The “13 root servers” number is a historical artifact. It’s 13 named identities (A-root through M-root), originally because of UDP packet size limits in the early DNS protocol. Each identity is now backed by hundreds of physical instances via anycast.
DNSSEC is the part that makes the hierarchy cryptographic, not just administrative. Each zone signs its records, and the parent zone signs a hash of the child’s key. The chain of trust runs from the root key downward, mirroring the delegation tree. Adoption is uneven and I don’t have a current global number I’d defend — coverage varies a lot by TLD and by organization.
Modern resolution often skips most of this. Your laptop usually asks a recursive resolver (your ISP’s, or 1.1.1.1, or 8.8.8.8) which has cached half the internet. The full root-to-leaf walk is rare in practice but is the fallback the system is designed around.

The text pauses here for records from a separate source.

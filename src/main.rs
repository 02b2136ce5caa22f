//! dllama-bench CLI entry point

use anyhow::{Context, Result};
use dllama_bench::command;
use dllama_bench::config::{cli::Cli, toml::load_config, validator::validate_config};
use dllama_bench::driver;
use dllama_bench::output::text;
use tracing_subscriber::EnvFilter;

fn main() -> Result<()> {
    let cli = Cli::parse_args();
    cli.validate()?;

    init_tracing(cli.debug);

    println!("dllama-bench v{}", env!("CARGO_PKG_VERSION"));
    println!();

    let config = load_config(&cli)?;
    validate_config(&config).context("Configuration validation failed")?;

    if cli.dry_run {
        let worker = (!config.cluster.workers.is_empty())
            .then(|| command::worker_command(&config.inference).to_shell_string());
        let master = command::master_command(&config.inference, &config.cluster.workers);
        text::print_run_header(&config, &master.to_shell_string(), worker.as_deref());
        println!("Dry run mode - configuration validated successfully");
        return Ok(());
    }

    let runtime = tokio::runtime::Runtime::new().context("Failed to start async runtime")?;
    runtime.block_on(driver::run(&config))?;

    Ok(())
}

/// INFO by default, DEBUG with `--debug`; `RUST_LOG` overrides both
fn init_tracing(debug: bool) {
    let default = if debug { "debug" } else { "info" };
    let filter = EnvFilter::try_from_default_env().unwrap_or_else(|_| EnvFilter::new(default));

    tracing_subscriber::fmt()
        .with_env_filter(filter)
        .with_target(false)
        .with_writer(std::io::stderr)
        .init();
}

TLD — TLD = the rightmost label in a domain name — .com, .org, .uk. The first level of delegation under the root.
Authoritative vs recursive server — authoritative = "I own this zone", recursive = "I'll go ask on your behalf and cache the answer" — the two roles every DNS deployment splits into.
TTL — TTL = seconds a record may be cached — the operator’s contract with every resolver downstream.
Anycast — anycast = same IP, many machines, routing picks the nearest — how a “single” root server is actually hundreds.
DNSSEC — DNSSEC = DNS records + signatures rooted at the root key — turns the administrative tree into a cryptographic one.

Going deeper

RFC 1034 and RFC 1035 — Paul Mockapetris’s original DNS specifications from 1987. Short, readable, and the why shows through more clearly than in any later document.
“The Design of the Domain Name System” (Mockapetris and Dunlap, SIGCOMM 1988) — the design rationale paper, which is more explicit than the RFCs about why hierarchy was the central choice.
The IANA root zone database — the actual list of TLDs and their operators, which makes the political layer concrete in a way the protocol docs don’t.